Il s’agira tout d’abord de faire une brève histoire du rap en rapport avec l’histoire économique et sociale allemande. Ensuite, on analysera l’antagonisme entre « nous » et « eux », où « nous » représente les catégories populaires, et la question de l’identité qui en découle. Enfin, on se concentrera sur les idées marxistes ou tirées du marxisme.

Brève histoire croisée du rap allemand et de l’Allemagne post-réunification

Pour commencer une analyse du rap allemand, il convient de le contextualiser au sein de l’histoire économique et politique allemande, afin de mieux se rendre compte du poids que prend peu à peu la question des inégalités sociales dans cette histoire.

Dans les années 1990, l’Allemagne souffre économiquement de sa réunification, mais retrouve au fil du temps une situation à peu près stable, et les catégories populaires bénéficient d’une politique relativement sociale. Ce développement est néanmoins caractérisé par une « société des deux tiers » (« Zwei-Drittel-Gesellschaft »), c’est-à-dire que les deux tiers de la population profitent de la croissance, tandis que le dernier tiers est plutôt mis de côté (Winkler, 1993 : 70). En particulier, les territoires de l’ancienne Allemagne de l’Est ainsi que les populations issues de l’immigration, dont le nombre a soudainement crû à la chute du mur de Berlin, bénéficient beaucoup moins de l’amélioration des conditions économiques. Les inégalités ne sont pas aussi marquées qu’elles le deviendront, mais elles n’en restent pas moins réelles (Herbert, 2001 : 291).

Or le rap de ces années est marqué par des groupes influencés par les débuts du hip-hop et les valeurs qu’il transmet par l’intermédiaire d’organisations telles que la Zulu Nation, qui tire son nom d’un peuple (les Zoulous) ayant unifié de vastes territoires d’Afrique, avant de se heurter à la colonisation britannique, et dont la Zulu Nation fera un modèle de résistance culturelle et sociale. L’association organise la communauté des « hip-hoppeurs » autour de principes clés (Bazin, 1995 : 19-20) exclusivement positifs : il s’agit de transformer la colère liée aux inégalités en élément constructeur, souvent par l’éducation et la transmission d’un savoir, d’une réflexion, ou par un engagement social ou politique.
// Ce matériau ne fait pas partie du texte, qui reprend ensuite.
impl ScorecardExtractor {
    pub fn new() -> Result<Self, ScraperError> {
        Ok(Self {
            status_re: regex(
                r"cb-text-(complete|result|stumps|innings ?break|live|inprogress)",
            )?,
            // Team code, runs, optional "/wickets", optional "(overs)".
            score_re: regex(r"\b[A-Z]{2,4}\s+\d+(?:/\d+)?(?:\s*\([^)]*\))?")?,
            sel_title: selector(r#"h1[itemprop="name"]"#)?,
            sel_finished_rows: selector("div.cb-col-100.cb-col.cb-scrs-lst")?,
            sel_live_row: selector("div.cb-min-bat-rw")?,
            sel_live_current: selector("span.cb-font-20")?,
            sel_other_score: selector("span.cb-text-gray")?,
            sel_classed_div: selector("div[class]")?,
            sel_innings_section: selector("div.cb-min-inf")?,
            sel_item_row: selector("div.cb-col-100.cb-min-itm-rw")?,
            sel_player_link: selector("a.cb-text-link")?,
            sel_col_10: selector("div.cb-col-10")?,
            sel_col_8: selector("div.cb-col-8")?,
            sel_recent: selector("div.cb-min-rcnt")?,
            sel_recent_label: selector("span.text-bold")?,
        })
    }

    /// Run the full extraction cascade over one page.
    ///
    /// A partially resolved summary is still a success; only a page where
    /// neither the status nor any score resolved is rejected.
    pub fn extract(&self, html: &str) -> Result<MatchSummary, ScraperError> {
        let document = Html::parse_document(html);

        let title = self.extract_title(&document);
        let status = self.extract_status(&document);
        let layout = self.detect_layout(&document);

        log::debug!("Detected layout: {:?}", layout);

        let (score1, score2) = match layout {
            MatchLayout::Finished => {
                self.extract_finished_scores(&document, status.as_deref())
            }
            MatchLayout::Live => self.extract_live_scores(&document),
            MatchLayout::Unknown => {
                self.extract_generic_scores(&document, status.as_deref())
            }
        };

        let (batsmen, bowlers) = match layout {
            MatchLayout::Live => self.extract_innings_rows(&document),
            // Player tables only exist on live pages.
            _ => (
                vec![NOT_APPLICABLE.to_string()],
                vec![NOT_APPLICABLE.to_string()],
            ),
        };

        let recent_overs = self.extract_recent_overs(&document);

        if status.is_none() && score1.is_none() && score2.is_none() {
            return Err(ScraperError::StructureChanged);
        }

        Ok(MatchSummary {
            title,
            score1,
            score2,
            status,
            batsmen,
            bowlers,
            recent_overs,
        })
    }

    fn detect_layout(&self, document: &Html) -> MatchLayout {
        if document.select(&self.sel_finished_rows).next().is_some() {
            MatchLayout::Finished
        } else if document.select(&self.sel_live_row).next().is_some() {
            MatchLayout::Live
        } else {
            MatchLayout::Unknown
        }
    }

    fn extract_title(&self, document: &Html) -> Option<String> {
        document
            .select(&self.sel_title)
            .next()
            .map(flattened_text)
            .filter(|t| !t.is_empty())
    }

    /// First div whose class list carries one of the status keyword
    /// classes, in document order.
    fn extract_status(&self, document: &Html) -> Option<String> {
        document
            .select(&self.sel_classed_div)
            .find(|div| {
                div.value()
                    .attr("class")
                    .is_some_and(|classes| self.status_re.is_match(classes))
            })
            .map(flattened_text)
            .filter(|t| !t.is_empty())
    }

    /// Finished pages list both innings in dedicated score rows. Primary:
    /// score-shape regex over the rows' joined text; fallback when that
    /// yields fewer than two: the first two rows verbatim.
    fn extract_finished_scores(
        &self,
        document: &Html,
        status: Option<&str>,
    ) -> (Option<String>, Option<String>) {
        let joined = document
            .select(&self.sel_finished_rows)
            .map(flattened_text)
            .collect::<Vec<_>>()
            .join(" ");

        let mut scores = self.match_scores(&joined, status);

        if scores.len() < 2 {
            let rows: Vec<String> = document
                .select(&self.sel_finished_rows)
                .map(flattened_text)
                .filter(|t| !t.is_empty())
                .take(2)
                .collect();
            if rows.len() > scores.len() {
                scores = rows;
            }
        }

        let mut scores = scores.into_iter();
        (scores.next(), scores.next())
    }

    /// Live pages expose the current innings inside the batting row and
    /// the other team's total separately; either may be missing on its
    /// own.
    fn extract_live_scores(&self, document: &Html) -> (Option<String>, Option<String>) {
        let current = document
            .select(&self.sel_live_row)
            .next()
            .and_then(|row| row.select(&self.sel_live_current).next())
            .map(flattened_text)
            .filter(|t| !t.is_empty());

        let other = document
            .select(&self.sel_other_score)
            .next()
            .map(flattened_text)
            .filter(|t| !t.is_empty());

        (current, other)
    }

    /// No known container on the page: run the score regex over the whole
    /// document's flattened text.
    fn extract_generic_scores(
        &self,
        document: &Html,
        status: Option<&str>,
    ) -> (Option<String>, Option<String>) {
        let text = flattened_text(document.root_element());
        let mut scores = self.match_scores(&text, status).into_iter();
        (scores.next(), scores.next())
    }

    /// Up to two score-shaped matches in document order. The regex
    /// occasionally swallows trailing text, so an already-extracted
    /// status substring is stripped back out.
    fn match_scores(&self, text: &str, status: Option<&str>) -> Vec<String> {
        self.score_re
            .find_iter(text)
            .take(2)
            .map(|m| {
                let mut score = m.as_str().trim().to_string();
                if let Some(status) = status {
                    if !status.is_empty() && score.contains(status) {
                        score = score.replace(status, "").trim().to_string();
                    }
                }
                score
            })
            .filter(|s| !s.is_empty())
            .collect()
    }

    /// Batsman and bowler rows from the innings-info sections. The first
    /// section holds the batsmen, the sibling section of the same class
    /// the bowlers.
    ///
    /// Column meaning is purely ordinal within each same-class sibling
    /// group (see `batsman_line`/`bowler_line`). Cricbuzz exposes no
    /// semantic attribute here, so position is all there is to go by.
    fn extract_innings_rows(&self, document: &Html) -> (Vec<String>, Vec<String>) {
        let sections: Vec<ElementRef> =
            document.select(&self.sel_innings_section).collect();

        let mut batsmen = Vec::new();
        let mut bowlers = Vec::new();

        let Some(batting_section) = sections.first() else {
            return (batsmen, bowlers);
        };

        let batsman_rows: Vec<ElementRef> =
            batting_section.select(&self.sel_item_row).collect();

        for row in batsman_rows.iter().take(2) {
            if let Some(line) = self.batsman_line(*row, batsmen.is_empty()) {
                batsmen.push(line);
            }
        }

        let bowler_rows: Vec<ElementRef> = match sections.get(1) {
            Some(section) => section.select(&self.sel_item_row).collect(),
            // No second section: any rows past the first two batsmen are
            // treated as bowler rows.
            None if batsman_rows.len() > 2 => batsman_rows[2..].to_vec(),
            None => Vec::new(),
        };

        for row in bowler_rows {
            if let Some(line) = self.bowler_line(row) {
                bowlers.push(line);
            }
        }

        (batsmen, bowlers)
    }

    /// `name*: runs (balls)` for the striker, `name: runs (balls)` for the
    /// non-striker. Runs is the 1st and balls the 2nd cb-col-10 column.
    fn batsman_line(&self, row: ElementRef, striker: bool) -> Option<String> {
        let name = row
            .select(&self.sel_player_link)
            .next()
            .map(flattened_text)
            .filter(|n| !n.is_empty())?;

        let cols: Vec<String> = row.select(&self.sel_col_10).map(flattened_text).collect();
        if cols.len() < 2 {
            return None;
        }

        let marker = if striker { "*" } else { "" };
        Some(format!("{}{}: {} ({})", name, marker, cols[0], cols[1]))
    }

    /// `name: overs-runs-wickets`. Overs is the 1st and runs the 2nd
    /// cb-col-10 column; wickets the 2nd cb-col-8 column.
    fn bowler_line(&self, row: ElementRef) -> Option<String> {
        let name = row
            .select(&self.sel_player_link)
            .next()
            .map(flattened_text)
            .filter(|n| !n.is_empty())?;

        let col_10: Vec<String> = row.select(&self.sel_col_10).map(flattened_text).collect();
        let col_8: Vec<String> = row.select(&self.sel_col_8).map(flattened_text).collect();
        if col_10.len() < 2 || col_8.len() < 2 {
            return None;
        }

        Some(format!("{}: {}-{}-{}", name, col_10[0], col_10[1], col_8[1]))
    }

    /// The ball-by-ball summary sits right after the "Recent:" label,
    /// either as a bare text node or wrapped in a sibling element.
    fn extract_recent_overs(&self, document: &Html) -> Option<String> {
        let container = document.select(&self.sel_recent).next()?;
        let label = container
            .select(&self.sel_recent_label)
            .find(|el| flattened_text(*el).starts_with("Recent"))?;

        for sibling in label.next_siblings() {
            if let Some(text) = sibling.value().as_text() {
                let trimmed = text.trim();
                if !trimmed.is_empty() {
                    return Some(trimmed.to_string());
                }
            } else if let Some(element) = ElementRef::wrap(sibling) {
                let text = flattened_text(element);
                if !text.is_empty() {
                    return Some(text);
                }
            }
        }

        None
    }
}
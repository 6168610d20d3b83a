use crate::extractor::MatchSummary;

/// Shown wherever a field did not resolve.
pub const DISPLAY_PLACEHOLDER: &str = "N/A";

pub fn display_or_na(field: &Option<String>) -> &str {
    field
        .as_deref()
        .filter(|v| !v.is_empty())
        .unwrap_or(DISPLAY_PLACEHOLDER)
}

/// Plain-text block for the console variant.
pub fn format_console(summary: &MatchSummary) -> String {
    let mut output = String::new();

    output.push_str(&"=".repeat(60));
    output.push('\n');
    output.push_str(&format!("Match:  {}\n", display_or_na(&summary.title)));
    output.push_str(&"-".repeat(60));
    output.push('\n');
    output.push_str(&format!("Score 1: {}\n", display_or_na(&summary.score1)));
    output.push_str(&format!("Score 2: {}\n", display_or_na(&summary.score2)));
    output.push_str(&format!("Status:  {}\n", display_or_na(&summary.status)));

    push_player_list(&mut output, "Batsmen", &summary.batsmen);
    push_player_list(&mut output, "Bowlers", &summary.bowlers);

    output.push_str(&format!(
        "Recent Overs: {}\n",
        display_or_na(&summary.recent_overs)
    ));
    output.push_str(&"=".repeat(60));
    output.push('\n');

    output
}

fn push_player_list(output: &mut String, label: &str, entries: &[String]) {
    output.push_str(&format!("{}:\n", label));
    if entries.is_empty() {
        output.push_str(&format!("  - {}\n", DISPLAY_PLACEHOLDER));
    } else {
        for entry in entries {
            output.push_str(&format!("  - {}\n", entry));
        }
    }
}

#[cfg(test)]
mod tests {
    use super::*;

    fn summary() -> MatchSummary {
        MatchSummary {
            title: Some("India vs Australia, 3rd ODI".to_string()),
            score1: Some("IND 152/3 (42.5)".to_string()),
            score2: None,
            status: Some("India need 54 runs in 43 balls".to_string()),
            batsmen: vec!["Virat Kohli*: 54 (39)".to_string()],
            bowlers: vec![],
            recent_overs: None,
        }
    }

    #[test]
    fn test_display_or_na() {
        assert_eq!(display_or_na(&Some("IND 152/3".to_string())), "IND 152/3");
        assert_eq!(display_or_na(&None), DISPLAY_PLACEHOLDER);
        assert_eq!(display_or_na(&Some(String::new())), DISPLAY_PLACEHOLDER);
    }

    #[test]
    fn test_format_console_substitutes_placeholder() {
        let text = format_console(&summary());
        assert!(text.contains("Match:  India vs Australia, 3rd ODI"));
        assert!(text.contains("Score 1: IND 152/3 (42.5)"));
        assert!(text.contains("Score 2: N/A"));
        assert!(text.contains("Recent Overs: N/A"));
    }

    #[test]
    fn test_format_console_lists_players() {
        let text = format_console(&summary());
        assert!(text.contains("  - Virat Kohli*: 54 (39)"));
        // Empty bowler list still renders a placeholder row.
        assert!(text.contains("Bowlers:\n  - N/A"));
    }
}
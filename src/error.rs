use thiserror::Error;

/// Error taxonomy for a single score lookup. Every variant renders as the
/// human-readable message reported to the caller; nothing is retried.
#[derive(Error, Debug)]
pub enum ScraperError {
    #[error("Invalid Cricbuzz match URL provided.")]
    InvalidUrl,

    #[error("The request to Cricbuzz timed out after {0} seconds. Please try again later.")]
    Timeout(u64),

    #[error("Error fetching URL: {0}")]
    Http(#[from] reqwest::Error),

    #[error("HTTP {0}: {1}")]
    HttpStatus(u16, String),

    #[error("An error occurred while parsing the page: {0}")]
    Parse(String),

    #[error(
        "Could not extract score information. Page structure might have changed or match is not live/valid."
    )]
    StructureChanged,
}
Les principaux groupes et rappeurs, Advanced Chemistry et Fantastischen Vier, mais aussi Cora E ou Cartel, oscillent ainsi tous entre party-rap et critique des discriminations raciales et sociales, si bien que les catégories populaires sont très présentes dans les textes.

Au regard de la situation économique et politique de l’Allemagne aussi bien que des influences des textes de rap de cette époque, il n’est pas surprenant que ces derniers soient généralement plutôt mesurés, faisant état d’une « vision positive d’une harmonie du monde et du désir des rappeurs pour ce monde » (Soysal, 2004 : 76). Les inégalités que subissent les catégories populaires sont dénoncées, mais les réponses apportées restent dans le cadre politique constitutionnel. En particulier, ce sont les préjugés contre les catégories populaires qui sont critiqués, comme dans le texte d’Advanced Chemistry, Dir fehlt der Funk (« Il te manque le funk ») :

Tu viens comme ça, tu as un compte bien rempli, tu vis confortablement et tout. Moi, l’argent me fait défaut, j’ai un découvert. Quand j’ai quelque chose, je t’offre un verre de vin. […] Ton charme s’écroule avec ton avarice, tu te pinces parce que tu sais, tu crois, que cela signifie que tu me dois quelque chose en retour, sans comprendre que j’aime donner, j’aime prendre, que dans mon monde, l’argent ne prouve pas l’amitié.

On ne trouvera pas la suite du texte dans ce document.